_Assignment_.
Please keep to the lines below from the one with "pub fn project(&self)" through the one with "let project = project.canonicalize()?;", and restate them word for word, ends included.
[Opening Material provided section]
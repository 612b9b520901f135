//! Bounded-concurrency dispatch of ready tasks.
//!
//! The `Dispatcher` fans a batch of gated tasks out to worker invocations
//! and collects their results. At most `limit` jobs are in flight at once;
//! the rest wait in a queue and are admitted earliest-ready-first as slots
//! free up.
//!
//! A job runs the whole [`TaskPipeline`] for one task (invoke, then verify
//! when there is output) while holding its slot, so a task counts against
//! the limit until its outcome is known. Panics inside a job are caught and
//! reported as a `RUNTIME_ERROR` result for that task only.
//!
//! Before every admission the run's [`BudgetTracker`] is asked for a
//! reservation. Once it refuses, nothing new is admitted, in-flight jobs are
//! drained normally, and the report is marked partial.
//!
//! Admissions and completions are published on an unbounded channel as
//! [`DispatchEvent`]s. A job publishes `Finished` before releasing its slot,
//! so a consumer applying the events in order never sees more than `limit`
//! tasks in progress.

use crate::config::Config;
use crate::core::task::{Task, TaskId};
use crate::orchestration::budget::BudgetTracker;
use crate::orchestration::invoker::{
    Capability, InvocationError, InvocationErrorKind, Invoker, WorkerResult, WorkerStatus,
};
use crate::orchestration::verifier::{CheckOutcome, CheckRunner, Verifier};
use crate::{clog, clog_debug, clog_error, clog_warn};
use chrono::{DateTime, Utc};
use futures::FutureExt;
use std::collections::{BTreeMap, HashSet, VecDeque};
use std::panic::AssertUnwindSafe;
use std::sync::Arc;
use std::time::Duration;
use tokio::sync::{mpsc, Semaphore};
use tokio::task::JoinSet;
use tokio_util::sync::CancellationToken;
use uuid::Uuid;

/// State shared by everything taking part in one run.
#[derive(Debug, Clone)]
pub struct RunContext {
    pub run_id: Uuid,
    pub ledger: Arc<BudgetTracker>,
    pub config: Arc<Config>,
    /// Cancelled once the budget refuses an admission.
    pub budget_exhausted: CancellationToken,
}

impl RunContext {
    pub fn new(config: Config) -> Self {
        Self {
            run_id: Uuid::new_v4(),
            ledger: Arc::new(BudgetTracker::from_config(&config.budget)),
            config: Arc::new(config),
            budget_exhausted: CancellationToken::new(),
        }
    }

    pub fn with_ledger(mut self, ledger: BudgetTracker) -> Self {
        self.ledger = Arc::new(ledger);
        self
    }

    pub fn with_run_id(mut self, run_id: Uuid) -> Self {
        self.run_id = run_id;
        self
    }
}

/// A gated task ready to be admitted.
#[derive(Debug, Clone)]
pub struct DispatchJob {
    pub task: Task,
    pub step_budget: u32,
}

/// Final outcome of one dispatched task.
#[derive(Debug, Clone, PartialEq)]
pub struct TaskOutcome {
    pub task_id: TaskId,
    pub result: WorkerResult,
    /// Verifier outcome; `None` when the invocation produced nothing to verify.
    pub check: Option<CheckOutcome>,
    pub started_at: DateTime<Utc>,
    pub finished_at: DateTime<Utc>,
}

/// Progress notifications, in admission/completion order.
#[derive(Debug, Clone)]
pub enum DispatchEvent {
    Admitted {
        task_id: TaskId,
        step_budget: u32,
        at: DateTime<Utc>,
    },
    Finished(TaskOutcome),
}

impl DispatchEvent {
    pub fn task_id(&self) -> &TaskId {
        match self {
            DispatchEvent::Admitted { task_id, .. } => task_id,
            DispatchEvent::Finished(outcome) => &outcome.task_id,
        }
    }
}

#[derive(Debug, Clone, Default)]
pub struct DispatchReport {
    pub results: BTreeMap<TaskId, TaskOutcome>,
    /// The budget stopped admissions before the batch was exhausted.
    pub partial: bool,
    /// Jobs that were never admitted, in queue order.
    pub not_admitted: Vec<TaskId>,
}

/// Invoke-then-verify for a single task.
pub struct TaskPipeline<C, R> {
    invoker: Invoker<C>,
    verifier: Verifier<R>,
}

impl<C: Capability, R: CheckRunner> TaskPipeline<C, R> {
    pub fn new(invoker: Invoker<C>, verifier: Verifier<R>) -> Self {
        Self { invoker, verifier }
    }

    pub fn invoker(&self) -> &Invoker<C> {
        &self.invoker
    }

    pub fn verifier(&self) -> &Verifier<R> {
        &self.verifier
    }

    pub async fn execute(
        &self,
        task: &Task,
        step_budget: u32,
    ) -> (WorkerResult, Option<CheckOutcome>) {
        let result = self.invoker.invoke(task, step_budget).await;
        let check = if result.produced_output() {
            Some(
                self.verifier
                    .verify(task, result.records(), &result.staging)
                    .await,
            )
        } else {
            None
        };
        (result, check)
    }
}

pub struct Dispatcher<C, R> {
    pipeline: Arc<TaskPipeline<C, R>>,
}

impl<C, R> Dispatcher<C, R>
where
    C: Capability + 'static,
    R: CheckRunner + 'static,
{
    pub fn new(pipeline: TaskPipeline<C, R>) -> Self {
        Self {
            pipeline: Arc::new(pipeline),
        }
    }

    pub fn pipeline(&self) -> &TaskPipeline<C, R> {
        &self.pipeline
    }

    /// Run `jobs` with at most `limit` in flight.
    pub async fn run(
        &self,
        jobs: Vec<DispatchJob>,
        limit: usize,
        ctx: &RunContext,
        events: mpsc::UnboundedSender<DispatchEvent>,
    ) -> DispatchReport {
        let semaphore = Arc::new(Semaphore::new(limit.max(1)));
        let mut queue: VecDeque<DispatchJob> = jobs.into();
        let mut join_set: JoinSet<TaskOutcome> = JoinSet::new();
        let mut report = DispatchReport::default();

        clog_debug!(
            "Dispatcher: run={} jobs={} limit={}",
            ctx.run_id,
            queue.len(),
            limit
        );

        while !queue.is_empty() {
            let Ok(permit) = semaphore.clone().acquire_owned().await else {
                break;
            };

            while let Some(joined) = join_set.try_join_next() {
                reap(joined, &mut report);
            }

            let Some(reservation) = ctx.ledger.try_reserve() else {
                clog_warn!(
                    "Dispatcher: budget exhausted (spent ${:.2}), {} jobs not admitted",
                    ctx.ledger.spent_usd(),
                    queue.len()
                );
                ctx.budget_exhausted.cancel();
                report.partial = true;
                drop(permit);
                break;
            };

            let Some(job) = queue.pop_front() else {
                ctx.ledger.release(reservation);
                break;
            };
            let task_id = job.task.id.clone();
            let _ = events.send(DispatchEvent::Admitted {
                task_id: task_id.clone(),
                step_budget: job.step_budget,
                at: Utc::now(),
            });
            clog_debug!("Dispatcher: admitted {} budget={}", task_id, job.step_budget);

            let pipeline = Arc::clone(&self.pipeline);
            let ledger = Arc::clone(&ctx.ledger);
            let events = events.clone();
            join_set.spawn(async move {
                let started_at = Utc::now();
                let execution = AssertUnwindSafe(pipeline.execute(&job.task, job.step_budget))
                    .catch_unwind()
                    .await;
                let (mut result, check) = match execution {
                    Ok(done) => done,
                    Err(panic) => {
                        let message = panic
                            .downcast_ref::<&str>()
                            .map(|s| s.to_string())
                            .or_else(|| panic.downcast_ref::<String>().cloned())
                            .unwrap_or_else(|| "worker job panicked".to_string());
                        clog_error!("Dispatcher: job {} panicked: {}", job.task.id, message);
                        let result = WorkerResult::failed(
                            &job.task.id,
                            WorkerStatus::RuntimeError,
                            Some(InvocationError::new(InvocationErrorKind::Panic, message)),
                            job.step_budget,
                            Duration::ZERO,
                        );
                        (result, None)
                    }
                };
                ledger.settle(reservation, result.estimated_cost, result.elapsed);
                dedup_records(&mut result);

                let outcome = TaskOutcome {
                    task_id: job.task.id.clone(),
                    result,
                    check,
                    started_at,
                    finished_at: Utc::now(),
                };
                let _ = events.send(DispatchEvent::Finished(outcome.clone()));
                drop(permit);
                outcome
            });
        }

        if report.partial {
            report.not_admitted = queue.into_iter().map(|job| job.task.id).collect();
        }

        if !join_set.is_empty() {
            clog_debug!("Dispatcher: draining {} in-flight jobs", join_set.len());
        }
        while let Some(joined) = join_set.join_next().await {
            reap(joined, &mut report);
        }

        clog!(
            "Dispatcher: run={} finished {} tasks{}",
            ctx.run_id,
            report.results.len(),
            if report.partial { " (partial)" } else { "" }
        );
        report
    }
}

fn reap(joined: Result<TaskOutcome, tokio::task::JoinError>, report: &mut DispatchReport) {
    match joined {
        Ok(outcome) => {
            report.results.insert(outcome.task_id.clone(), outcome);
        }
        Err(e) => clog_error!("Dispatcher: job could not be joined: {}", e),
    }
}

/// Keep the first record of every signature.
fn dedup_records(result: &mut WorkerResult) {
    if let Some(records) = result.payload.as_mut() {
        let mut seen = HashSet::new();
        records.retain(|record| seen.insert(record.signature()));
    }
}
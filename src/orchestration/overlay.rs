//! Task-scoped copies of the project for running checks.
//!
//! A task's checks have to see the project as it would look with that task's
//! changes applied, but the working tree only changes once a task is DONE.
//! An [`Overlay`] copies the project into `<root>/<task_id>/`, applies the
//! proposed changes to the copy and removes it after the checks ran.
//!
//! Version control metadata and build output (`.git`, `target`) are not
//! copied, nor is anything under an excluded directory such as the staging
//! root.

use crate::core::task::TaskId;
use crate::git::apply_changes;
use crate::orchestration::parser::CodeChange;
use crate::util::blocking;
use crate::{clog_debug, Result};
use std::fs;
use std::path::{Path, PathBuf};

/// Directory under the staging root that holds overlays. Task ids start
/// with an alphanumeric character, so it never collides with a staging area.
pub const OVERLAY_DIR: &str = ".verify";

const SKIPPED: &[&str] = &[".git", "target"];

#[derive(Debug, Clone)]
pub struct Overlay {
    project: PathBuf,
    root: PathBuf,
    excluded: Vec<PathBuf>,
}

impl Overlay {
    pub fn new(project: PathBuf, root: PathBuf) -> Self {
        Self {
            project,
            root,
            excluded: Vec::new(),
        }
    }

    /// Never copy `dir`, even when it lies inside the project.
    pub fn excluding(mut self, dir: PathBuf) -> Self {
        self.excluded.push(dir);
        self
    }

    pub fn project(&self) -> &Path {
        &self.project
    }

    pub fn path_for(&self, task_id: &TaskId) -> PathBuf {
        self.root.join(task_id.as_str())
    }

    /// Build a fresh overlay for `task_id` and return its path.
    pub async fn prepare(&self, task_id: &TaskId, changes: Vec<CodeChange>) -> Result<PathBuf> {
        let project = self.project.clone();
        let root = self.root.clone();
        let excluded = self.excluded.clone();
        let dir = self.path_for(task_id);
        let target = dir.clone();

        blocking(move || {
            if target.exists() {
                fs::remove_dir_all(&target)?;
            }
            fs::create_dir_all(&target)?;

            let project = project.canonicalize()?;
            let mut skip = vec![root.canonicalize()?];
            skip.extend(excluded.iter().filter_map(|dir| dir.canonicalize().ok()));

            let copied = copy_tree(&project, &target, &skip)?;
            let touched = apply_changes(&target, &changes)?;
            clog_debug!(
                "Overlay {}: {} files copied, {} changed",
                target.display(),
                copied,
                touched.len()
            );
            Ok(())
        })
        .await?;
        Ok(dir)
    }

    pub async fn discard(&self, task_id: &TaskId) -> Result<()> {
        let dir = self.path_for(task_id);
        blocking(move || {
            if dir.exists() {
                fs::remove_dir_all(&dir)?;
            }
            Ok(())
        })
        .await
    }
}

fn copy_tree(from: &Path, to: &Path, skip: &[PathBuf]) -> Result<usize> {
    let mut copied = 0;
    for entry in fs::read_dir(from)? {
        let entry = entry?;
        let path = entry.path();
        let name = entry.file_name();
        if SKIPPED.iter().any(|s| name == *s) || skip.iter().any(|s| *s == path) {
            continue;
        }
        let dest = to.join(&name);
        if entry.file_type()?.is_dir() {
            fs::create_dir_all(&dest)?;
            copied += copy_tree(&path, &dest, skip)?;
        } else if path.is_file() {
            // follows links to files; links to directories are left out
            fs::copy(&path, &dest)?;
            copied += 1;
        }
    }
    Ok(copied)
}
[Closing Material provided section]
_Result for this exercise_.
    pub fn project(&self) -> &Path {
        &self.project
    }

    pub fn path_for(&self, task_id: &TaskId) -> PathBuf {
        self.root.join(task_id.as_str())
    }

    /// Build a fresh overlay for `task_id` and return its path.
    pub async fn prepare(&self, task_id: &TaskId, changes: Vec<CodeChange>) -> Result<PathBuf> {
        let project = self.project.clone();
        let root = self.root.clone();
        let excluded = self.excluded.clone();
        let dir = self.path_for(task_id);
        let target = dir.clone();

        blocking(move || {
            if target.exists() {
                fs::remove_dir_all(&target)?;
            }
            fs::create_dir_all(&target)?;

            let project = project.canonicalize()?;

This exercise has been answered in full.